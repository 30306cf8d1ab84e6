// SPDX-FileCopyrightText: 2025-2026 Zexin Yuan <aim@yzx9.xyz>
//
// SPDX-License-Identifier: Apache-2.0

//! Search specification: what the caller wants, independent of how the
//! planner gets it from the server.

use jiff::Timestamp;

use crate::error::CalDavError;
use crate::types::CompClass;

/// How a property value is matched.
#[derive(Debug, Clone, Copy, PartialEq, Eq)]
pub enum MatchOp {
    /// Substring match.
    Contains,
    /// Whole-value match.
    Equals,
    /// The property must be absent.
    Undefined,
}

/// Text collation requested for a match.
#[derive(Debug, Clone, Copy, Default, PartialEq, Eq)]
pub enum Collation {
    /// ASCII-only semantics.
    #[default]
    Simple,
    /// Unicode-aware semantics.
    Unicode,
    /// Locale-dependent semantics; lowered to the closest RFC 4790
    /// collation the server is guaranteed to know.
    Locale,
}

/// One property condition of a search.
#[derive(Debug, Clone, PartialEq, Eq)]
pub struct PropFilter {
    /// Property name; `category` is a virtual alias for `CATEGORIES`.
    pub name: String,
    /// Value to match. Empty for [`MatchOp::Undefined`].
    pub value: String,
    /// Match operation.
    pub op: MatchOp,
    /// Whether the caller asked for substring semantics explicitly, as
    /// opposed to getting them as the default. Only explicitly-requested
    /// substring matches participate in the substring downgrade.
    pub(crate) explicit_op: bool,
    /// Case-sensitive matching.
    pub case_sensitive: bool,
    /// Requested collation.
    pub collation: Collation,
    /// Invert the match (`negate-condition`).
    pub negate: bool,
}

impl PropFilter {
    /// Matches when the property value contains `value` (explicit request).
    #[must_use]
    pub fn contains(name: impl Into<String>, value: impl Into<String>) -> Self {
        Self {
            name: name.into(),
            value: value.into(),
            op: MatchOp::Contains,
            explicit_op: true,
            case_sensitive: false,
            collation: Collation::default(),
            negate: false,
        }
    }

    /// Matches with the default operation (substring, implicitly).
    #[must_use]
    pub fn matching(name: impl Into<String>, value: impl Into<String>) -> Self {
        Self {
            explicit_op: false,
            ..Self::contains(name, value)
        }
    }

    /// Matches when the property value equals `value`.
    #[must_use]
    pub fn equals(name: impl Into<String>, value: impl Into<String>) -> Self {
        Self {
            op: MatchOp::Equals,
            explicit_op: true,
            ..Self::contains(name, value)
        }
    }

    /// Matches when the property is absent.
    #[must_use]
    pub fn undefined(name: impl Into<String>) -> Self {
        Self {
            op: MatchOp::Undefined,
            explicit_op: true,
            ..Self::contains(name, "")
        }
    }

    /// Requests case-sensitive matching.
    #[must_use]
    pub fn case_sensitive(mut self) -> Self {
        self.case_sensitive = true;
        self
    }

    /// Requests a specific collation.
    #[must_use]
    pub const fn with_collation(mut self, collation: Collation) -> Self {
        self.collation = collation;
        self
    }

    /// Inverts the match.
    #[must_use]
    pub const fn negated(mut self) -> Self {
        self.negate = true;
        self
    }

    /// The effective iCalendar property name (resolving virtual aliases).
    #[must_use]
    pub fn effective_name(&self) -> String {
        let upper = self.name.to_ascii_uppercase();
        if upper == "CATEGORY" { "CATEGORIES".to_string() } else { upper }
    }

    /// Whether this is a category filter (matched per list item, not over
    /// the raw joined value).
    #[must_use]
    pub fn is_category(&self) -> bool {
        self.effective_name() == "CATEGORIES"
    }
}

/// The three sub-queries a pending-incomplete-todo search decomposes into.
///
/// A: COMPLETED absent and STATUS neither COMPLETED nor CANCELLED,
/// B: COMPLETED absent and STATUS absent,
/// C: STATUS equals NEEDS-ACTION.
/// Their union is exactly the pending set; individually each stays inside
/// the filter grammar every server understands.
#[derive(Debug, Clone, Copy, PartialEq, Eq)]
pub(crate) enum PendingFragment {
    A,
    B,
    C,
}

/// A search over a calendar collection.
///
/// Value semantics: the planner rewrites searches by building modified
/// copies via the `with_*` builders, never by mutating in place, so the
/// original spec stays available for client-side re-checking.
#[derive(Debug, Clone)]
pub struct SearchSpec {
    /// Component class to search, when known. `None` searches all classes.
    pub comp_class: Option<CompClass>,
    /// Window start (inclusive).
    pub start: Option<Timestamp>,
    /// Window end (exclusive).
    pub end: Option<Timestamp>,
    /// Expand recurrences client-side.
    pub expand: bool,
    /// Ask the server to expand recurrences.
    pub server_expand: bool,
    /// For todo searches: include completed and cancelled todos.
    pub include_completed: bool,
    /// Split expanded recurrence sets into one object per occurrence.
    pub split_expanded: bool,
    /// Property conditions, all of which must hold.
    pub filters: Vec<PropFilter>,
    /// Property names to sort by, in priority order.
    pub sort_keys: Vec<String>,
    /// Restrict to objects with an alarm in this range.
    pub alarm_range: Option<(Timestamp, Timestamp)>,
    /// Set on the cloned sub-specs of a pending-todo decomposition.
    pub(crate) pending_fragment: Option<PendingFragment>,
    /// Set once a downgrade stripped server-side conditions; the planner
    /// then re-applies the original spec client-side.
    pub(crate) needs_post_filter: bool,
}

impl SearchSpec {
    fn for_class(comp_class: Option<CompClass>) -> Self {
        Self {
            comp_class,
            start: None,
            end: None,
            expand: false,
            server_expand: false,
            include_completed: false,
            split_expanded: true,
            filters: Vec::new(),
            sort_keys: Vec::new(),
            alarm_range: None,
            pending_fragment: None,
            needs_post_filter: false,
        }
    }

    /// A search over events.
    #[must_use]
    pub fn events() -> Self {
        Self::for_class(Some(CompClass::Event))
    }

    /// A search over todos. Completed and cancelled todos are excluded
    /// unless [`with_completed`](Self::with_completed) is set.
    #[must_use]
    pub fn todos() -> Self {
        Self::for_class(Some(CompClass::Todo))
    }

    /// A search over journal entries.
    #[must_use]
    pub fn journals() -> Self {
        Self::for_class(Some(CompClass::Journal))
    }

    /// A search over all component classes.
    #[must_use]
    pub fn any() -> Self {
        Self::for_class(None)
    }

    /// Restricts the search to a time window.
    #[must_use]
    pub const fn with_range(mut self, start: Timestamp, end: Timestamp) -> Self {
        self.start = Some(start);
        self.end = Some(end);
        self
    }

    /// Requests client-side recurrence expansion.
    #[must_use]
    pub const fn with_expand(mut self) -> Self {
        self.expand = true;
        self
    }

    /// Requests server-side recurrence expansion.
    #[must_use]
    pub const fn with_server_expand(mut self) -> Self {
        self.server_expand = true;
        self
    }

    /// Includes completed and cancelled todos.
    #[must_use]
    pub const fn with_completed(mut self) -> Self {
        self.include_completed = true;
        self
    }

    /// Keeps expanded recurrence sets as single multi-occurrence objects.
    #[must_use]
    pub const fn without_split(mut self) -> Self {
        self.split_expanded = false;
        self
    }

    /// Adds a property condition.
    #[must_use]
    pub fn with_filter(mut self, filter: PropFilter) -> Self {
        self.filters.push(filter);
        self
    }

    /// Adds a sort key.
    #[must_use]
    pub fn sorted_by(mut self, key: impl Into<String>) -> Self {
        self.sort_keys.push(key.into());
        self
    }

    /// Restricts to objects with an alarm in the given range.
    #[must_use]
    pub const fn with_alarm_range(mut self, start: Timestamp, end: Timestamp) -> Self {
        self.alarm_range = Some((start, end));
        self
    }

    /// Rejects internally contradictory specs before any network traffic.
    ///
    /// # Errors
    ///
    /// Returns [`CalDavError::Consistency`] when recurrence expansion is
    /// requested without a complete time window.
    pub fn validate(&self) -> Result<(), CalDavError> {
        if (self.expand || self.server_expand) && (self.start.is_none() || self.end.is_none()) {
            return Err(CalDavError::Consistency(
                "recurrence expansion requires both start and end of a time range".to_string(),
            ));
        }
        Ok(())
    }

    /// Whether this is a pending-incomplete-todo search, the one shape
    /// that needs decomposition.
    #[must_use]
    pub(crate) fn is_pending_todo(&self) -> bool {
        self.comp_class == Some(CompClass::Todo)
            && !self.include_completed
            && self.pending_fragment.is_none()
    }

    /// Copy with one pending-todo fragment selected. The fragment encodes
    /// the completion condition itself, so the copy stops excluding
    /// completed todos at the spec level.
    #[must_use]
    pub(crate) fn with_fragment(&self, fragment: PendingFragment) -> Self {
        let mut spec = self.clone();
        spec.pending_fragment = Some(fragment);
        spec.include_completed = true;
        spec
    }

    /// Copy with the given filters and the post-filter marker set.
    #[must_use]
    pub(crate) fn with_downgraded_filters(&self, filters: Vec<PropFilter>) -> Self {
        let mut spec = self.clone();
        spec.filters = filters;
        spec.needs_post_filter = true;
        spec
    }

    /// Copy pinned to one component class (fan-out step).
    #[must_use]
    pub(crate) fn with_class(&self, comp_class: CompClass) -> Self {
        let mut spec = self.clone();
        spec.comp_class = Some(comp_class);
        spec
    }
}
----
YOUR OBJECTIVE
Output each line of the listing above that has "specs".

RESPONSE AREA
    /// Set on the cloned sub-specs of a pending-todo decomposition.
    /// Rejects internally contradictory specs before any network traffic.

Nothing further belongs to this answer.